Results: We included 232 pts (IM=83 pts, cases=85; DAS=75, cases=79; NIL=72, cases=73; BOS=32, cases=33), of whom 8 pts were included in two different LDG on the same TKI (because of loss of response on the lower dose: imatinib n=2, dasatinib n=4, nilotinib n=1, bosutinib n=1). 22 and 4 pts received 2 low dose (LD) TKIs and 3 LD TKIs respectively. The total number of cases was 270. Reasons for DR included any degree of adverse event deemed significant by the clinician or pre-emptive DR at the time of introduction of a subsequent TKI due to intolerance to the previous TKI. All IM pts were treated first line, whereas the majority of pts (n=159, 88.8%) received their current 2GTKI as ≥ 2 line. Median follow-up on LD TKI was 25.3 months (1.9-175). Patient characteristics by TKI are shown in Tables 1-4.

The 2-year MRFS were: IM, 88.4% (95% CI, 87.7-89.1%), and 92.7% and 77.2% for LDG1 and LDG2 respectively; DAS 92.8% (95% CI, 92.2-93.4%); and 100%, 96.2%, 92.3% and 85.6% for LDG1, LDG2, LDG3 and LDG4 respectively; NIL 93.4% (95% CI, 92.6-94.1%); and 93.3%, 88.9% and 100% for LDG1, LDG2 and LDG3, respectively; BOS 91.7% (95% CI, 90-93%); and 100% for LDG1 and LDG2 and 75% for LDG3 (Figure 1 a,b,c and d).

One patient on NIL required DR for grade 3 liver toxicity, progressed to blast crisis after losing MR3 on 300mg daily and died post allo-SCT. One patient, who had achieved only CHR on IM, developed a T315I mutation on 50mg DAS second line while in MR3, having lost MR4, and was changed to ponatinib.
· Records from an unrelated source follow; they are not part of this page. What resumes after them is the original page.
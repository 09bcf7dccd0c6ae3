use std::path::PathBuf;

use chapter_deck::model::ItemId;

const HELP: &str = "chapter-deck - Manage a reading item's chapter list from the terminal.

  --version, -V        Show version and exit
  --help,    -h        Show this help message
  --db <path>          Use the library database at <path>
  --item <id>          Open the item with id <id>
  --import <file>      Import items and chapters from a YAML file and exit
  --list               List library items and exit";

enum Command {
    Run,
    Version,
    Help,
    Import(PathBuf),
    List,
}

struct Args {
    command: Command,
    db_path: Option<PathBuf>,
    item: Option<ItemId>,
}

fn main() {
    let args = match parse_args(std::env::args().skip(1)) {
        Ok(args) => args,
        Err(err) => {
            eprintln!("error: {err}\n\n{HELP}");
            std::process::exit(2);
        }
    };

    let result = match args.command {
        Command::Version => {
            println!("chapter-deck {}", chapter_deck::VERSION);
            Ok(())
        }
        Command::Help => {
            println!("{HELP}");
            Ok(())
        }
        Command::Import(file) => chapter_deck::app::import(args.db_path, &file).map(|ids| {
            println!("Imported {} item(s).", ids.len());
        }),
        Command::List => chapter_deck::app::list(args.db_path).map(|listing| {
            if listing.is_empty() {
                println!("Library is empty.");
            } else {
                print!("{listing}");
            }
        }),
        Command::Run => chapter_deck::run(chapter_deck::RunOptions {
            db_path: args.db_path,
            item: args.item,
        }),
    };

    if let Err(err) = result {
        eprintln!("error: {err:?}");
        std::process::exit(1);
    }
}

fn parse_args(mut args: impl Iterator<Item = String>) -> Result<Args, String> {
    let mut parsed = Args {
        command: Command::Run,
        db_path: None,
        item: None,
    };
    while let Some(arg) = args.next() {
        match arg.as_str() {
            "--version" | "-V" => parsed.command = Command::Version,
            "--help" | "-h" => parsed.command = Command::Help,
            "--list" => parsed.command = Command::List,
            "--import" => {
                let file = args.next().ok_or("--import needs a file")?;
                parsed.command = Command::Import(PathBuf::from(file));
            }
            "--db" => {
                let path = args.next().ok_or("--db needs a path")?;
                parsed.db_path = Some(PathBuf::from(path));
            }
            "--item" => {
                let value = args.next().ok_or("--item needs an id")?;
                let id = value
                    .parse::<i64>()
                    .map_err(|_| format!("invalid item id {value:?}"))?;
                parsed.item = Some(ItemId(id));
            }
            other => return Err(format!("unknown argument {other:?}")),
        }
    }
    Ok(parsed)
}
fn centered_rect(percent_x: u16, percent_y: u16, area: Rect) -> Rect {
    let percent_x = percent_x.min(100);
    let percent_y = percent_y.min(100);
    let horizontal = Layout::default()
        .direction(Direction::Horizontal)
        .constraints([
            Constraint::Percentage((100 - percent_x) / 2),
            Constraint::Percentage(percent_x),
            Constraint::Percentage(100 - percent_x - (100 - percent_x) / 2),
        ])
        .split(area);
    let vertical = Layout::default()
        .direction(Direction::Vertical)
        .constraints([
            Constraint::Percentage((100 - percent_y) / 2),
            Constraint::Percentage(percent_y),
            Constraint::Percentage(100 - percent_y - (100 - percent_y) / 2),
        ])
        .split(horizontal[1]);
    vertical[1]
}

fn truncate_to_width(text: &str, width: usize) -> String {
    if UnicodeWidthStr::width(text) <= width {
        return text.to_string();
    }
    if width == 0 {
        return String::new();
    }
    let mut out = String::new();
    let mut used = 0usize;
    for ch in text.chars() {
        let ch_width = UnicodeWidthChar::width(ch).unwrap_or(0);
        if used + ch_width + 1 > width {
            break;
        }
        out.push(ch);
        used += ch_width;
    }
    out.push('…');
    out
}
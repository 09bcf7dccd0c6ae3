use assert_cmd::Command;
use predicates::prelude::*;
use tempfile::tempdir;

const LIBRARY: &str = "categories: [Reading]
items:
  - title: Night Watch
    favorite: true
    categories: [Reading]
    chapters:
      - name: Chapter 3
        number: 3
      - name: Chapter 2
        number: 2
        read: true
      - name: Chapter 1
        number: 1
        read: true
        downloaded: true
";

#[test]
fn import_then_list_shows_counts() {
    let dir = tempdir().unwrap();
    let db = dir.path().join("library.db");
    let file = dir.path().join("library.yaml");
    std::fs::write(&file, LIBRARY).unwrap();

    Command::cargo_bin("chapter-deck")
        .unwrap()
        .arg("--db")
        .arg(&db)
        .arg("--import")
        .arg(&file)
        .assert()
        .success()
        .stdout(predicate::str::contains("Imported 1 item(s)."));

    Command::cargo_bin("chapter-deck")
        .unwrap()
        .arg("--db")
        .arg(&db)
        .arg("--list")
        .assert()
        .success()
        .stdout(predicate::str::contains("Night Watch"))
        .stdout(predicate::str::contains("3 chapters, 1 unread"));
}

#[test]
fn empty_library_lists_nothing() {
    let dir = tempdir().unwrap();
    Command::cargo_bin("chapter-deck")
        .unwrap()
        .arg("--db")
        .arg(dir.path().join("library.db"))
        .arg("--list")
        .assert()
        .success()
        .stdout(predicate::str::contains("Library is empty."));
}

#[test]
fn missing_import_file_fails() {
    let dir = tempdir().unwrap();
    Command::cargo_bin("chapter-deck")
        .unwrap()
        .arg("--db")
        .arg(dir.path().join("library.db"))
        .arg("--import")
        .arg(dir.path().join("absent.yaml"))
        .assert()
        .failure()
        .stderr(predicate::str::contains("Failed to read import file"));
}

#[test]
fn unknown_flag_is_rejected() {
    Command::cargo_bin("chapter-deck")
        .unwrap()
        .arg("--bogus")
        .assert()
        .code(2)
        .stderr(predicate::str::contains("unknown argument"));
}

#[test]
fn version_flag_prints_name_and_version() {
    Command::cargo_bin("chapter-deck")
        .unwrap()
        .arg("-V")
        .assert()
        .success()
        .stdout(predicate::str::starts_with(format!(
            "chapter-deck {}",
            env!("CARGO_PKG_VERSION")
        )));
}

#[test]
fn help_lists_library_commands() {
    Command::cargo_bin("chapter-deck")
        .unwrap()
        .arg("--help")
        .assert()
        .success()
        .stdout(
            predicate::str::contains("--import <file>")
                .and(predicate::str::contains("--list"))
                .and(predicate::str::contains("--item <id>"))
                .and(predicate::str::contains("--db <path>")),
        );
}
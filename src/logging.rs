use std::fs::{self, OpenOptions};
use std::path::Path;
use std::sync::Mutex;

use anyhow::{Context, Result};
use tracing_subscriber::EnvFilter;

pub fn init(path: &Path) -> Result<()> {
    if let Some(parent) = path.parent() {
        fs::create_dir_all(parent)
            .with_context(|| format!("logging: create directory {}", parent.display()))?;
    }
    let file = OpenOptions::new()
        .create(true)
        .append(true)
        .open(path)
        .with_context(|| format!("logging: open {}", path.display()))?;

    let filter = EnvFilter::try_from_default_env().unwrap_or_else(|_| EnvFilter::new("info"));
    let _ = tracing_subscriber::fmt()
        .with_env_filter(filter)
        .with_writer(Mutex::new(file))
        .with_ansi(false)
        .with_line_number(true)
        .with_target(false)
        .with_file(true)
        .try_init();
    Ok(())
}

#[cfg(test)]
mod tests {
    use super::*;
    use tempfile::tempdir;

    #[test]
    fn init_creates_log_file() {
        let dir = tempdir().unwrap();
        let path = dir.path().join("logs").join("chapter-deck.log");
        init(&path).unwrap();
        assert!(path.exists());
    }
}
One patient on DAS died of an unrelated brain tumour.

In each TKI cohort, 59/83 pts (71%) remained on LD IM, 51/75 (68%) pts on LD DAS, 35/72 (48.6%) pts on LD NIL and 30/32 (93.7%) pts on LD BOS. 55 pts stopped LD TKI while in sustained MR4 or greater (IM n=21/83 [25.3%], DAS n=12/75 [16%], NIL n=20/72 [27.8%], BOS n=2/30 [6.6%]) with a 2-year probability of TFR of 79.4% (95% CI, 78.3-80.5%) (compared to 50% at 2 years in EURO-SKI), with a median observation time of 28 months (5-83.7) in non-relapsing pts. TFR in the different cohorts were 85.7%, 62.3%, 80% and 100% for IM, DAS, NIL and BOS respectively.

Conclusion: For selected pts in ≥MR3 lowering the TKI dose can improve the tolerability of TKI therapy without impacting responses. The higher rate of TFR observed in our pts than in published stopping studies probably reflects cohorts of pts already shown to maintain deep responses on lower than standard doses of TKI, and mirrors the results of the UK NIHR Destiny study.

Disclosures: Apperley: Incyte: Honoraria, Speakers Bureau; BMS: Honoraria, Speakers Bureau; Pfizer: Honoraria, Speakers Bureau; Novartis: Honoraria, Research Funding, Speakers Bureau. Milojkovic: Incyte: Honoraria, Speakers Bureau; Novartis: Honoraria, Speakers Bureau; Pfizer: Honoraria, Speakers Bureau; BMS: Honoraria, Speakers Bureau.